> [WHAT TO DO] The word "that" marks the lines to keep; find each one in the data and copy it.

> [DATA SECTION]
== == ==

#![deny(
    unsafe_code,
    missing_docs,
    dead_code,
    unused_results,
    non_snake_case,
    unreachable_pub
)]

//! Authoritative in-memory session state for Last Stand.
//!
//! The [`World`] plays the part of the game engine: it owns the enemies, the
//! players, the unlocked spawn zones and the cue log, and lends them to the
//! wave director through [`World::collaborators`].

use glam::Vec3;
use last_stand_core::{
    ArchetypeId, Collaborators, Command, CueSink, EnemyArchetype, EnemyFactory, EnemyId,
    EnemyStats, Event, PlayerIdentity, PlayerRecord, PlayerRegistry, RejoinError, SpawnPointProvider,
    SpawnRequest, SpeedTier, WELCOME_BANNER,
};
use rand::{seq::SliceRandom, RngCore};
use tracing::debug;

/// Live enemy owned by the session.
#[derive(Clone, Debug, PartialEq)]
pub struct Enemy {
    id: EnemyId,
    archetype: ArchetypeId,
    tier: SpeedTier,
    position: Vec3,
    stats: EnemyStats,
}

impl Enemy {
    /// Handle reported to the director when the enemy dies.
    #[must_use]
    pub const fn id(&self) -> EnemyId {
        self.id
    }

    /// Archetype the enemy was created from.
    #[must_use]
    pub const fn archetype(&self) -> ArchetypeId {
        self.archetype
    }

    /// Speed tier assigned at spawn time.
    #[must_use]
    pub const fn tier(&self) -> SpeedTier {
        self.tier
    }

    /// Spawn position.
    #[must_use]
    pub const fn position(&self) -> Vec3 {
        self.position
    }

    /// Scaled stats the enemy was created with.
    #[must_use]
    pub const fn stats(&self) -> EnemyStats {
        self.stats
    }
}

/// Enemy factory backed by a plain roster.
#[derive(Debug, Default)]
pub struct EnemyRoster {
    enemies: Vec<Enemy>,
    next_id: u32,
}

impl EnemyRoster {
    fn remove(&mut self, enemy: EnemyId) -> Option<Enemy> {
        let index = self.enemies.iter().position(|live| live.id == enemy)?;
        Some(self.enemies.remove(index))
    }
}

impl EnemyFactory for EnemyRoster {
    fn spawn(&mut self, request: &SpawnRequest, archetype: &EnemyArchetype) -> EnemyId {
        let id = EnemyId::new(self.next_id);
        self.next_id = self.next_id.wrapping_add(1);
        self.enemies.push(Enemy {
            id,
            archetype: request.archetype,
            tier: request.tier,
            position: request.position,
            stats: request.stats(archetype),
        });
        id
    }
}

#[derive(Clone, Debug)]
struct PlayerSlot {
    identity: PlayerIdentity,
    position: Vec3,
    alive: bool,
    points: i64,
    instantiated: bool,
}

impl PlayerSlot {
    fn record(&self) -> PlayerRecord {
        PlayerRecord {
            identity: self.identity.clone(),
            position: self.position,
            alive: self.alive,
            points: self.points,
        }
    }
}

/// Player registry that keeps each slot's points across instances.
#[derive(Debug, Default)]
pub struct PlayerRoster {
    slots: Vec<PlayerSlot>,
    default_spawn: Option<Vec3>,
}

impl PlayerRoster {
    fn slot(&self, slot: u32) -> Option<&PlayerSlot> {
        self.slots.iter().find(|entry| entry.identity.slot() == slot)
    }

    fn slot_mut(&mut self, slot: u32) -> Option<&mut PlayerSlot> {
        self.slots.iter_mut().find(|entry| entry.identity.slot() == slot)
    }

    fn instance_mut(&mut self, slot: u32) -> Option<&mut PlayerSlot> {
        self.slot_mut(slot).filter(|entry| entry.instantiated)
    }
}

impl PlayerRegistry for PlayerRoster {
    fn players(&self) -> Vec<PlayerRecord> {
        self.slots
            .iter()
            .filter(|entry| entry.instantiated)
            .map(PlayerSlot::record)
            .collect()
    }

    fn living_count(&self) -> u32 {
        self.slots
            .iter()
            .filter(|entry| entry.instantiated && entry.alive)
            .count() as u32
    }

    fn destroy(&mut self, identity: &PlayerIdentity) {
        if let Some(entry) = self.instance_mut(identity.slot()) {
            entry.instantiated = false;
            entry.alive = false;
        }
    }

    fn rejoin(&mut self, identity: &PlayerIdentity) -> Result<PlayerRecord, RejoinError> {
        let slot = identity.slot();
        let entry = self
            .slot_mut(slot)
            .ok_or(RejoinError::UnknownPlayer(slot))?;
        if entry.instantiated {
            return Err(RejoinError::StillActive(slot));
        }
        entry.identity = identity.clone();
        entry.instantiated = true;
        entry.alive = true;
        Ok(entry.record())
    }

    fn place(&mut self, identity: &PlayerIdentity, position: Vec3) {
        if let Some(entry) = self.instance_mut(identity.slot()) {
            entry.position = position;
        }
    }

    fn grant_points(&mut self, identity: &PlayerIdentity, amount: i64) {
        if let Some(entry) = self.slot_mut(identity.slot()) {
            entry.points = entry.points.saturating_add(amount);
        }
    }

    fn default_spawn(&self) -> Option<Vec3> {
        self.default_spawn
    }
}

/// Append-only list of unlocked enemy spawn points.
#[derive(Debug, Default)]
pub struct SpawnZones {
    points: Vec<Vec3>,
    zones: usize,
}

impl SpawnPointProvider for SpawnZones {
    fn add_zone(&mut self, points: Vec<Vec3>) {
        self.zones += 1;
        self.points.extend(points);
    }

    fn pick_random(&self, rng: &mut dyn RngCore) -> Option<Vec3> {
        self.points.choose(rng).copied()
    }

    fn len(&self) -> usize {
        self.points.len()
    }
}

/// Cue sink that records every spawn cue in order.
#[derive(Debug, Default)]
pub struct CueLog {
    spawns: Vec<Vec3>,
}

impl CueSink for CueLog {
    fn notify_spawn(&mut self, position: Vec3) {
        self.spawns.push(position);
    }
}

/// Represents the authoritative Last Stand session state.
#[derive(Debug)]
pub struct World {
    banner: &'static str,
    enemies: EnemyRoster,
    players: PlayerRoster,
    zones: SpawnZones,
    cues: CueLog,
}

impl World {
    /// Creates an empty session without players, enemies or spawn points.
    #[must_use]
    pub fn new() -> Self {
        Self {
            banner: WELCOME_BANNER,
            enemies: EnemyRoster::default(),
            players: PlayerRoster::default(),
            zones: SpawnZones::default(),
            cues: CueLog::default(),
        }
    }

    /// Sets the point players respawn around when nobody is standing.
    pub fn set_player_spawn(&mut self, position: Vec3) {
        self.players.default_spawn = Some(position);
    }

    /// Lends every collaborator the director needs for a single call.
    pub fn collaborators(&mut self) -> Collaborators<'_> {
        Collaborators {
            enemies: &mut self.enemies,
            players: &mut self.players,
            spawn_points: &mut self.zones,
            cues: &mut self.cues,
        }
    }
}

impl Default for World {
    fn default() -> Self {
        Self::new()
    }
}

/// Applies the provided command to the world, mutating state deterministically.
pub fn apply(world: &mut World, command: Command, out_events: &mut Vec<Event>) {
    match command {
        Command::JoinPlayer { identity, position } => {
            let slot = identity.slot();
            if world.players.slot(slot).is_some() {
                debug!(slot, "slot already taken; join ignored");
                return;
            }
            world.players.slots.push(PlayerSlot {
                identity,
                position,
                alive: true,
                points: 0,
                instantiated: true,
            });
            out_events.push(Event::PlayerJoined { slot });
        }
        Command::MovePlayer { slot, position } => {
            if let Some(entry) = world.players.instance_mut(slot) {
                if entry.alive {
                    entry.position = position;
                }
            }
        }
        Command::DownPlayer { slot } => {
            if let Some(entry) = world.players.instance_mut(slot) {
                if entry.alive {
                    entry.alive = false;
                    out_events.push(Event::PlayerDowned { slot });
                }
            }
        }
        Command::KillEnemy { enemy } => {
            if world.enemies.remove(enemy).is_some() {
                out_events.push(Event::EnemyKilled { enemy });
            }
        }
        Command::UnlockZone { points } => {
            let count = points.len();
            world.zones.add_zone(points);
            out_events.push(Event::ZoneUnlocked { points: count });
        }
    }
}

/// Query functions that provide read-only access to the world state.
pub mod query {
    use glam::Vec3;
    use last_stand_core::{EnemyId, PlayerRecord, PlayerRegistry};

    use super::{Enemy, World};

    /// Retrieves the welcome banner that adapters may display to players.
    #[must_use]
    pub fn welcome_banner(world: &World) -> &'static str {
        world.banner
    }

    /// Snapshot of every instantiated player.
    #[must_use]
    pub fn players(world: &World) -> Vec<PlayerRecord> {
        world.players.players()
    }

    /// Enemies currently alive, in spawn order.
    #[must_use]
    pub fn live_enemies(world: &World) -> &[Enemy] {
        &world.enemies.enemies
    }

    /// Looks up a live enemy.
    #[must_use]
    pub fn enemy(world: &World, id: EnemyId) -> Option<&Enemy> {
        world.enemies.enemies.iter().find(|enemy| enemy.id == id)
    }

    /// Number of unlocked spawn points.
    #[must_use]
    pub fn spawn_point_count(world: &World) -> usize {
        world.zones.points.len()
    }

    /// Number of unlocked zones.
    #[must_use]
    pub fn zone_count(world: &World) -> usize {
        world.zones.zones
    }

    /// Spawn cues emitted so far, oldest first.
    #[must_use]
    pub fn cues(world: &World) -> &[Vec3] {
        &world.cues.spawns
    }
}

== == ==

> [FINAL ANSWER]
/// Player registry that keeps each slot's points across instances.
/// Cue sink that records every spawn cue in order.
/// Query functions that provide read-only access to the world state.
    /// Retrieves the welcome banner that adapters may display to players.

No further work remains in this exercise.